Takako Tanahashi, Naomi Sumikawa, Masahiro Kato, and Mitsuyasu Hasebe (2005)
Like all multicellular organisms, Physcomitrella patens begins its diploid development from the single cell stage called the zygote. However, the methods by which this zygote undergoes mitotic division and the genes involved are mostly unknown. Physcomitrella patens has been found to be a useful model organism for study of these processes for several reasons. These reasons include a high efficiency of homologous recombination, easily accessible and observable zygotes and sporophytes, and multicellular haploid generations that allow for maintenance of mutants with severe diploid defects.
Prior research indicated that homologs of the transcription factor FLO/LFY are required for the first zygotic division. This report focuses on two FLO/LFY genes in P. patens and shows that FLO/LFY is essential to progression of the first cell division in the zygote as well as sporophyte development.
Gametangia, sporophytes, and protonema were cultured on 9cm Petri dishes with BCDAT medium and inoculated onto sterile 42mm diameter peat pellets. Sporophytes were then collected after a month and germination rate was estimated by spreading spores on solidified BCDAT medium and germinated protonema were counted after 1 week. DNA was then extracted from protonema and gametophores and a southern analysis was performed. Reverse transcription-PCR was performed on extracted RNA and the products were sequences to confirm the amplification of the expected fragments.
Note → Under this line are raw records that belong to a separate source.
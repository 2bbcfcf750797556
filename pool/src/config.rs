use crate::error::PoolError;
use clap::{ArgAction, Args};
use serde::{Deserialize, Serialize};
use std::time::Duration;

/// Sizing and eviction policy for a [`crate::KeyedClientPool`]
///
/// Can be flattened into a binary's clap config, all flags are prefixed with `--pool-` and
/// durations are taken in milliseconds
#[derive(Args, Debug, Clone, PartialEq, Eq, Serialize, Deserialize)]
#[serde(default)]
pub struct PoolConfig {
    /// Maximum number of clients across all keys
    #[arg(long = "pool-max-total", default_value_t = 50)]
    pub max_total: usize,

    /// Maximum number of clients (idle and active) for a single key
    #[arg(long = "pool-max-total-per-key", default_value_t = 10)]
    pub max_total_per_key: usize,

    /// Clients returned while a key already holds this many idle clients are destroyed
    #[arg(long = "pool-max-idle-per-key", default_value_t = 5)]
    pub max_idle_per_key: usize,

    /// Eviction never takes a key below this many idle clients
    #[arg(long = "pool-min-idle-per-key", default_value_t = 0)]
    pub min_idle_per_key: usize,

    /// Wait for capacity instead of failing straight away when a key is exhausted
    #[arg(long = "pool-block-when-exhausted", action = ArgAction::Set, default_value_t = true)]
    pub block_when_exhausted: bool,

    /// Longest time a borrow waits for capacity when blocking
    #[arg(long = "pool-max-block-wait-ms", value_parser = parse_millis, default_value = "3000")]
    pub max_block_wait: Duration,

    /// Validate idle clients before handing them out
    #[arg(long = "pool-test-on-borrow", action = ArgAction::Set, default_value_t = false)]
    pub test_on_borrow: bool,

    /// Validate clients as they are returned
    #[arg(long = "pool-test-on-return", action = ArgAction::Set, default_value_t = true)]
    pub test_on_return: bool,

    /// Validate idle clients on every eviction sweep
    #[arg(long = "pool-test-while-idle", action = ArgAction::Set, default_value_t = false)]
    pub test_while_idle: bool,

    /// Period of the background eviction sweep, 0 turns the sweep off
    #[arg(long = "pool-eviction-interval-ms", value_parser = parse_millis, default_value = "60000")]
    pub eviction_polling_interval: Duration,

    /// Idle clients older than this may be evicted
    #[arg(
        long = "pool-min-evictable-idle-ms",
        value_parser = parse_millis,
        default_value = "10000"
    )]
    pub min_evictable_idle_duration: Duration,

    /// Deadline handed to the factory when destroying a client
    #[arg(long = "pool-destroy-timeout-ms", value_parser = parse_millis, default_value = "3000")]
    pub destroy_timeout: Duration,
}

impl Default for PoolConfig {
    fn default() -> Self {
        Self {
            max_total: 50,
            max_total_per_key: 10,
            max_idle_per_key: 5,
            min_idle_per_key: 0,
            block_when_exhausted: true,
            max_block_wait: Duration::from_secs(3),
            test_on_borrow: false,
            test_on_return: true,
            test_while_idle: false,
            eviction_polling_interval: Duration::from_secs(60),
            min_evictable_idle_duration: Duration::from_secs(10),
            destroy_timeout: Duration::from_secs(3),
        }
    }
}

impl PoolConfig {
    /// Checks `min_idle_per_key <= max_idle_per_key <= max_total_per_key <= max_total`
    pub fn validate(&self) -> Result<(), PoolError> {
        if self.min_idle_per_key > self.max_idle_per_key {
            return Err(PoolError::Configuration(format!(
                "min_idle_per_key ({}) must not exceed max_idle_per_key ({})",
                self.min_idle_per_key, self.max_idle_per_key
            )));
        }
        if self.max_idle_per_key > self.max_total_per_key {
            return Err(PoolError::Configuration(format!(
                "max_idle_per_key ({}) must not exceed max_total_per_key ({})",
                self.max_idle_per_key, self.max_total_per_key
            )));
        }
        if self.max_total_per_key > self.max_total {
            return Err(PoolError::Configuration(format!(
                "max_total_per_key ({}) must not exceed max_total ({})",
                self.max_total_per_key, self.max_total
            )));
        }
        Ok(())
    }

    pub fn max_total(mut self, max_total: usize) -> Self {
        self.max_total = max_total;
        self
    }

    pub fn max_total_per_key(mut self, max_total_per_key: usize) -> Self {
        self.max_total_per_key = max_total_per_key;
        self
    }

    pub fn max_idle_per_key(mut self, max_idle_per_key: usize) -> Self {
        self.max_idle_per_key = max_idle_per_key;
        self
    }

    pub fn min_idle_per_key(mut self, min_idle_per_key: usize) -> Self {
        self.min_idle_per_key = min_idle_per_key;
        self
    }

    pub fn block_when_exhausted(mut self, block: bool) -> Self {
        self.block_when_exhausted = block;
        self
    }

    pub fn max_block_wait(mut self, wait: Duration) -> Self {
        self.max_block_wait = wait;
        self
    }

    pub fn test_on_borrow(mut self, test: bool) -> Self {
        self.test_on_borrow = test;
        self
    }

    pub fn test_on_return(mut self, test: bool) -> Self {
        self.test_on_return = test;
        self
    }

    pub fn test_while_idle(mut self, test: bool) -> Self {
        self.test_while_idle = test;
        self
    }

    pub fn eviction_polling_interval(mut self, interval: Duration) -> Self {
        self.eviction_polling_interval = interval;
        self
    }

    pub fn min_evictable_idle_duration(mut self, duration: Duration) -> Self {
        self.min_evictable_idle_duration = duration;
        self
    }

    pub fn destroy_timeout(mut self, timeout: Duration) -> Self {
        self.destroy_timeout = timeout;
        self
    }
}

/// Clap value parser reading a duration given in milliseconds
pub fn parse_millis(val: &str) -> Result<Duration, String> {
    val.parse::<u64>()
        .map(Duration::from_millis)
        .map_err(|err| err.to_string())
}

#[cfg(test)]
mod tests {
    use super::*;
    use clap::Parser;
    use pretty_assertions::assert_eq;

    #[derive(Parser, Debug)]
    struct Cli {
        #[clap(flatten)]
        pool: PoolConfig,
    }

    #[test]
    fn test_default_config_is_valid() {
        assert!(PoolConfig::default().validate().is_ok());
    }

    #[test]
    fn test_zero_capacity_is_valid() {
        let config = PoolConfig::default()
            .max_total(0)
            .max_total_per_key(0)
            .max_idle_per_key(0)
            .min_idle_per_key(0);
        assert!(config.validate().is_ok());
    }

    #[test]
    fn test_inverted_bounds_are_rejected() {
        let cases = [
            PoolConfig::default().min_idle_per_key(6).max_idle_per_key(5),
            PoolConfig::default().max_idle_per_key(11).max_total_per_key(10),
            PoolConfig::default().max_total_per_key(51).max_idle_per_key(5),
        ];
        for config in cases {
            assert!(
                matches!(config.validate(), Err(PoolError::Configuration(_))),
                "{config:?} should be rejected"
            );
        }
    }

    #[test]
    fn test_cli_defaults_match_default_impl() {
        let cli = Cli::try_parse_from(["pool"]).expect("Could not parse empty args");
        assert_eq!(cli.pool, PoolConfig::default());
    }

    #[test]
    fn test_cli_flags() {
        let cli = Cli::try_parse_from([
            "pool",
            "--pool-max-total-per-key",
            "2",
            "--pool-block-when-exhausted",
            "false",
            "--pool-max-block-wait-ms",
            "250",
        ])
        .expect("Could not parse args");
        assert_eq!(cli.pool.max_total_per_key, 2);
        assert!(!cli.pool.block_when_exhausted);
        assert_eq!(cli.pool.max_block_wait, Duration::from_millis(250));
    }

    #[test]
    fn test_partial_config_document_uses_defaults() {
        let config: PoolConfig =
            serde_json::from_str(r#"{"max_total_per_key": 3, "test_on_borrow": true}"#)
                .expect("Could not deserialize pool config");
        assert_eq!(
            config,
            PoolConfig::default().max_total_per_key(3).test_on_borrow(true)
        );
    }
}
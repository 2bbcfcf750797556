use super::state::{IdleClient, PoolState};
use std::fmt;
use std::ops::{Deref, DerefMut};
use std::sync::{Arc, Mutex, MutexGuard, PoisonError, Weak};
use std::time::Instant;
use tokio::sync::Notify;

/// State shared between the pool and every client handle it gives out
#[derive(Debug)]
pub(crate) struct Shared<C> {
    state: Mutex<PoolState<C>>,
    /// Woken whenever a slot or an idle client frees up, or the pool closes
    capacity: Notify,
}

impl<C> Shared<C> {
    pub(crate) fn new(state: PoolState<C>) -> Self {
        Self {
            state: Mutex::new(state),
            capacity: Notify::new(),
        }
    }

    pub(crate) fn lock(&self) -> MutexGuard<'_, PoolState<C>> {
        // bookkeeping is never left half updated, so a poisoned lock is still usable
        self.state.lock().unwrap_or_else(PoisonError::into_inner)
    }

    pub(crate) fn capacity(&self) -> &Notify {
        &self.capacity
    }

    pub(crate) fn notify(&self) {
        self.capacity.notify_waiters();
    }
}

/// A client checked out of a [`crate::KeyedClientPool`]
///
/// Derefs to the underlying client. Hand it back with
/// [`crate::KeyedClientPool::return_client`], or report it broken with
/// [`crate::KeyedClientPool::invalidate`]. A handle that is simply dropped gives up its slot and
/// the client is dropped with it, without going through the factory.
pub struct PooledClient<C> {
    client: Option<C>,
    id: u64,
    key: String,
    created_at: Instant,
    borrowed_at: Instant,
    last_returned_at: Option<Instant>,
    borrow_count: u64,
    shared: Weak<Shared<C>>,
}

impl<C> PooledClient<C> {
    pub(crate) fn created(client: C, id: u64, key: &str, shared: &Arc<Shared<C>>) -> Self {
        let now = Instant::now();
        Self {
            client: Some(client),
            id,
            key: key.to_string(),
            created_at: now,
            borrowed_at: now,
            last_returned_at: None,
            borrow_count: 1,
            shared: Arc::downgrade(shared),
        }
    }

    pub(crate) fn checked_out(idle: IdleClient<C>, key: &str, shared: &Arc<Shared<C>>) -> Self {
        Self {
            client: Some(idle.client),
            id: idle.id,
            key: key.to_string(),
            created_at: idle.created_at,
            borrowed_at: Instant::now(),
            last_returned_at: Some(idle.idle_since),
            borrow_count: idle.borrow_count + 1,
            shared: Arc::downgrade(shared),
        }
    }

    pub fn id(&self) -> u64 {
        self.id
    }

    pub fn key(&self) -> &str {
        &self.key
    }

    pub fn created_at(&self) -> Instant {
        self.created_at
    }

    pub fn borrowed_at(&self) -> Instant {
        self.borrowed_at
    }

    /// When the client was last handed back to the pool, `None` for a freshly created client
    pub fn last_returned_at(&self) -> Option<Instant> {
        self.last_returned_at
    }

    pub fn borrow_count(&self) -> u64 {
        self.borrow_count
    }

    pub(crate) fn belongs_to(&self, shared: &Arc<Shared<C>>) -> bool {
        Weak::ptr_eq(&self.shared, &Arc::downgrade(shared))
    }

    /// Takes the client out, the handle no longer touches the bookkeeping when dropped
    pub(crate) fn take(&mut self) -> Option<C> {
        self.client.take()
    }

    pub(crate) fn into_idle(mut self, now: Instant) -> Option<IdleClient<C>> {
        let client = self.client.take()?;
        Some(IdleClient {
            id: self.id,
            client,
            created_at: self.created_at,
            idle_since: now,
            borrow_count: self.borrow_count,
        })
    }
}

impl<C> Deref for PooledClient<C> {
    type Target = C;

    fn deref(&self) -> &C {
        // only None once consumed by the pool
        self.client.as_ref().unwrap()
    }
}

impl<C> DerefMut for PooledClient<C> {
    fn deref_mut(&mut self) -> &mut C {
        self.client.as_mut().unwrap()
    }
}

impl<C> Drop for PooledClient<C> {
    fn drop(&mut self) {
        if self.client.is_none() {
            return;
        }
        if let Some(shared) = self.shared.upgrade() {
            tracing::warn!(
                key = %self.key,
                id = self.id,
                "Pooled client dropped without being returned, discarding"
            );
            shared.lock().discard_active(&self.key, self.id);
            shared.notify();
        }
    }
}

impl<C: fmt::Debug> fmt::Debug for PooledClient<C> {
    fn fmt(&self, f: &mut fmt::Formatter<'_>) -> fmt::Result {
        f.debug_struct("PooledClient")
            .field("id", &self.id)
            .field("key", &self.key)
            .field("client", &self.client)
            .field("borrow_count", &self.borrow_count)
            .finish()
    }
}

/// A pending slot reserved under a key. Dropping it before installing a client gives the slot
/// back, so a cancelled borrow never leaks capacity.
pub(crate) struct SlotReservation<C> {
    shared: Arc<Shared<C>>,
    key: String,
    warm: bool,
    armed: bool,
}

impl<C> SlotReservation<C> {
    /// The slot must already be counted as pending under `key`
    pub(crate) fn new(shared: &Arc<Shared<C>>, key: impl Into<String>) -> Self {
        Self {
            shared: Arc::clone(shared),
            key: key.into(),
            warm: false,
            armed: true,
        }
    }

    /// A slot counted as warming under `key`, for a client headed for the idle set
    pub(crate) fn warming(shared: &Arc<Shared<C>>, key: impl Into<String>) -> Self {
        Self {
            shared: Arc::clone(shared),
            key: key.into(),
            warm: true,
            armed: true,
        }
    }

    /// Gives the client back if the pool closed while it was being created
    pub(crate) fn install_active(mut self, client: C) -> Result<PooledClient<C>, C> {
        self.armed = false;
        let id = self.shared.lock().install_active(&self.key);
        match id {
            Some(id) => Ok(PooledClient::created(client, id, &self.key, &self.shared)),
            None => {
                self.shared.notify();
                Err(client)
            }
        }
    }

    pub(crate) fn install_idle(mut self, client: C) -> Result<(), C> {
        self.armed = false;
        let result = self
            .shared
            .lock()
            .install_idle(&self.key, client, Instant::now());
        self.shared.notify();
        result
    }

    pub(crate) fn restore_idle(mut self, idle: IdleClient<C>) -> Result<(), C> {
        self.armed = false;
        let result = self.shared.lock().restore_idle(&self.key, idle);
        self.shared.notify();
        result
    }

    /// Frees the slot of a client that failed validation and is about to be destroyed
    pub(crate) fn discard_invalid(mut self) {
        self.armed = false;
        {
            let mut state = self.shared.lock();
            state.record_validation_failure();
            state.discard_reservation(&self.key, self.warm);
        }
        self.shared.notify();
    }
}

impl<C> Drop for SlotReservation<C> {
    fn drop(&mut self) {
        if self.armed {
            self.shared.lock().cancel_reservation(&self.key, self.warm);
            self.shared.notify();
        }
    }
}
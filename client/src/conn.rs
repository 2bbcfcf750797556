use crate::error::AhnlichError;
use ahnlich_pool::config::parse_millis;
use clap::{ArgAction, Args};
use serde::{Deserialize, Serialize};
use std::time::Duration;
use tonic::client::Grpc;
use tonic::transport::{Channel, Endpoint};

/// How new connections to an ahnlich server are opened and probed
///
/// Flags are prefixed with `--connect-` and durations are taken in milliseconds, so this can be
/// flattened next to [`ahnlich_pool::PoolConfig`] in a binary's clap config.
#[derive(Args, Debug, Clone, PartialEq, Eq, Serialize, Deserialize)]
#[serde(default)]
pub struct ConnectConfig {
    /// Deadline for opening a connection, handshake included
    #[arg(long = "connect-timeout-ms", value_parser = parse_millis, default_value = "5000")]
    pub connect_timeout: Duration,

    /// Deadline applied to every request sent over the connection
    #[arg(long = "connect-request-timeout-ms", value_parser = parse_millis)]
    pub request_timeout: Option<Duration>,

    #[arg(long = "connect-tcp-keepalive-ms", value_parser = parse_millis)]
    pub tcp_keepalive: Option<Duration>,

    /// Interval between HTTP/2 pings on an open connection
    #[arg(long = "connect-http2-keepalive-interval-ms", value_parser = parse_millis)]
    pub http2_keepalive_interval: Option<Duration>,

    /// How long an HTTP/2 ping may go unanswered before the connection is dropped
    #[arg(
        long = "connect-http2-keepalive-timeout-ms",
        value_parser = parse_millis,
        default_value = "20000"
    )]
    pub http2_keepalive_timeout: Duration,

    #[arg(long = "connect-tcp-nodelay", action = ArgAction::Set, default_value_t = true)]
    pub tcp_nodelay: bool,

    /// Longest time a liveness probe may take before the connection counts as broken
    #[arg(long = "connect-probe-timeout-ms", value_parser = parse_millis, default_value = "1000")]
    pub probe_timeout: Duration,
}

impl Default for ConnectConfig {
    fn default() -> Self {
        Self {
            connect_timeout: Duration::from_secs(5),
            request_timeout: None,
            tcp_keepalive: None,
            http2_keepalive_interval: None,
            http2_keepalive_timeout: Duration::from_secs(20),
            tcp_nodelay: true,
            probe_timeout: Duration::from_secs(1),
        }
    }
}

impl ConnectConfig {
    pub fn connect_timeout(mut self, timeout: Duration) -> Self {
        self.connect_timeout = timeout;
        self
    }

    pub fn request_timeout(mut self, timeout: Duration) -> Self {
        self.request_timeout = Some(timeout);
        self
    }

    pub fn tcp_keepalive(mut self, keepalive: Duration) -> Self {
        self.tcp_keepalive = Some(keepalive);
        self
    }

    pub fn http2_keepalive(mut self, interval: Duration, timeout: Duration) -> Self {
        self.http2_keepalive_interval = Some(interval);
        self.http2_keepalive_timeout = timeout;
        self
    }

    pub fn tcp_nodelay(mut self, nodelay: bool) -> Self {
        self.tcp_nodelay = nodelay;
        self
    }

    pub fn probe_timeout(mut self, timeout: Duration) -> Self {
        self.probe_timeout = timeout;
        self
    }

    /// Builds the endpoint for `addr`, which may be a bare `host:port`
    pub fn endpoint(&self, addr: &str) -> Result<Endpoint, AhnlichError> {
        let addr = if !(addr.starts_with("https://") || addr.starts_with("http://")) {
            format!("http://{addr}")
        } else {
            addr.to_string()
        };
        let mut endpoint = Channel::from_shared(addr)?
            .connect_timeout(self.connect_timeout)
            .tcp_keepalive(self.tcp_keepalive)
            .tcp_nodelay(self.tcp_nodelay)
            .keep_alive_timeout(self.http2_keepalive_timeout);
        if let Some(timeout) = self.request_timeout {
            endpoint = endpoint.timeout(timeout);
        }
        if let Some(interval) = self.http2_keepalive_interval {
            endpoint = endpoint.http2_keep_alive_interval(interval);
        }
        Ok(endpoint)
    }

    /// Opens a channel to `addr`, failing once `connect_timeout` has passed
    pub async fn connect(&self, addr: &str) -> Result<Channel, AhnlichError> {
        let endpoint = self.endpoint(addr)?;
        tokio::time::timeout(self.connect_timeout, endpoint.connect())
            .await
            .map_err(|_| AhnlichError::ConnectTimeout(addr.to_string()))?
            .map_err(AhnlichError::from)
    }
}

/// Whether `channel` can take another request within `timeout`
pub async fn is_ready(channel: &Channel, timeout: Duration) -> bool {
    let mut grpc = Grpc::new(channel.clone());
    matches!(tokio::time::timeout(timeout, grpc.ready()).await, Ok(Ok(())))
}

#[cfg(test)]
mod tests {
    use super::*;
    use clap::Parser;
    use pretty_assertions::assert_eq;

    #[derive(Parser, Debug)]
    struct Cli {
        #[clap(flatten)]
        connect: ConnectConfig,
    }

    #[test]
    fn test_bare_address_gets_http_scheme() {
        let endpoint = ConnectConfig::default()
            .endpoint("127.0.0.1:1369")
            .expect("Could not build endpoint");
        assert_eq!(endpoint.uri().to_string(), "http://127.0.0.1:1369/");
    }

    #[test]
    fn test_explicit_scheme_is_kept() {
        for addr in ["http://localhost:1370", "https://ahnlich.example.com:443"] {
            let endpoint = ConnectConfig::default()
                .endpoint(addr)
                .expect("Could not build endpoint");
            assert_eq!(endpoint.uri().scheme_str(), addr.split("://").next());
        }
    }

    #[test]
    fn test_invalid_address_is_rejected() {
        let result = ConnectConfig::default().endpoint("127.0.0.1:not a port");
        assert!(matches!(result, Err(AhnlichError::InvalidURI(_))));
    }

    #[test]
    fn test_cli_defaults_match_default_impl() {
        let cli = Cli::try_parse_from(["client"]).expect("Could not parse empty args");
        assert_eq!(cli.connect, ConnectConfig::default());
    }

    #[test]
    fn test_cli_flags() {
        let cli = Cli::try_parse_from([
            "client",
            "--connect-timeout-ms",
            "250",
            "--connect-request-timeout-ms",
            "1000",
            "--connect-tcp-nodelay",
            "false",
        ])
        .expect("Could not parse args");
        assert_eq!(
            cli.connect,
            ConnectConfig::default()
                .connect_timeout(Duration::from_millis(250))
                .request_timeout(Duration::from_secs(1))
                .tcp_nodelay(false)
        );
    }

    #[test]
    fn test_partial_config_document_uses_defaults() {
        let config: ConnectConfig = serde_json::from_str(r#"{"tcp_nodelay": false}"#)
            .expect("Could not deserialize connect config");
        assert_eq!(config, ConnectConfig::default().tcp_nodelay(false));
    }
}
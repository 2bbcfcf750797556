use crate::factory::ClientFactory;
use crate::pool::{KeyedClientPool, PoolInner};
use std::sync::Weak;
use std::time::Duration;
use task_manager::{Task, TaskState};
use tokio_util::sync::CancellationToken;

/// Background task sweeping a pool every `eviction_polling_interval`
///
/// Only holds a weak reference so that dropping every pool handle also ends the task. The
/// shutdown token interrupts the sleep between sweeps, never a sweep in progress, so clients a
/// sweep has claimed always reach the factory's `destroy`.
pub(crate) struct Evictor<F: ClientFactory> {
    pool: Weak<PoolInner<F>>,
    interval: Duration,
    shutdown: CancellationToken,
}

impl<F: ClientFactory> Evictor<F> {
    pub(crate) fn new(
        pool: Weak<PoolInner<F>>,
        interval: Duration,
        shutdown: CancellationToken,
    ) -> Self {
        Self {
            pool,
            interval,
            shutdown,
        }
    }
}

#[async_trait::async_trait]
impl<F: ClientFactory> Task for Evictor<F> {
    fn task_name(&self) -> String {
        "client-pool-evictor".to_string()
    }

    async fn run(&self) -> TaskState {
        tokio::select! {
            biased;

            _ = self.shutdown.cancelled() => return TaskState::Break,
            _ = tokio::time::sleep(self.interval) => {}
        }
        let Some(inner) = self.pool.upgrade() else {
            return TaskState::Break;
        };
        let pool = KeyedClientPool::from_inner(inner);
        if pool.is_closed() {
            return TaskState::Break;
        }
        let report = pool.evict().await;
        tracing::trace!(?report, "Eviction sweep done");
        TaskState::Continue
    }
}
use std::time::Duration;
use thiserror::Error;

pub type BoxError = Box<dyn std::error::Error + Send + Sync + 'static>;

/// Errors surfaced to callers of the pool
///
/// Validation and destruction failures never show up here, the pool logs them and carries on
#[derive(Error, Debug)]
pub enum PoolError {
    #[error("Invalid pool configuration: {0}")]
    Configuration(String),
    #[error("Could not create client for key [{key}]: {source}")]
    Creation {
        key: String,
        #[source]
        source: BoxError,
    },
    #[error("Pool exhausted for key [{key}], waited {waited:?}")]
    Exhausted {
        key: String,
        waited: Option<Duration>,
    },
    #[error("Pool is closed")]
    Closed,
    #[error("Client is not an active client of this pool under key [{key}]")]
    ForeignClient { key: String },
}

impl PoolError {
    pub(crate) fn creation(key: &str, source: impl Into<BoxError>) -> Self {
        Self::Creation {
            key: key.to_string(),
            source: source.into(),
        }
    }

    pub fn is_exhausted(&self) -> bool {
        matches!(self, Self::Exhausted { .. })
    }
}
Following this, targeting plasmids and generation of transformants in P. patens. PpLFY1 fragments were then amplified via PCR and transferred into Agrobacterium tumefaciens and used for transformation of A. thaliana. A transformation of P. patens was then performed and candidates were analyzed by Southern analyses. Wild-type and double disruptants were cultured separately and then transferred into the same box and submerged in distilled water and cultured for 5 weeks and harvested to create genetic crosses used in the experiment.
Figure 1 below shows GUS activity in PpLFY1-GUS lines (A-L) and in PpLFY2-Gus lines (M-AB).
This figure provides evidence that PpLFY1 and PpLFY2 genes function in similar ways and show expression patterns very similar to one another.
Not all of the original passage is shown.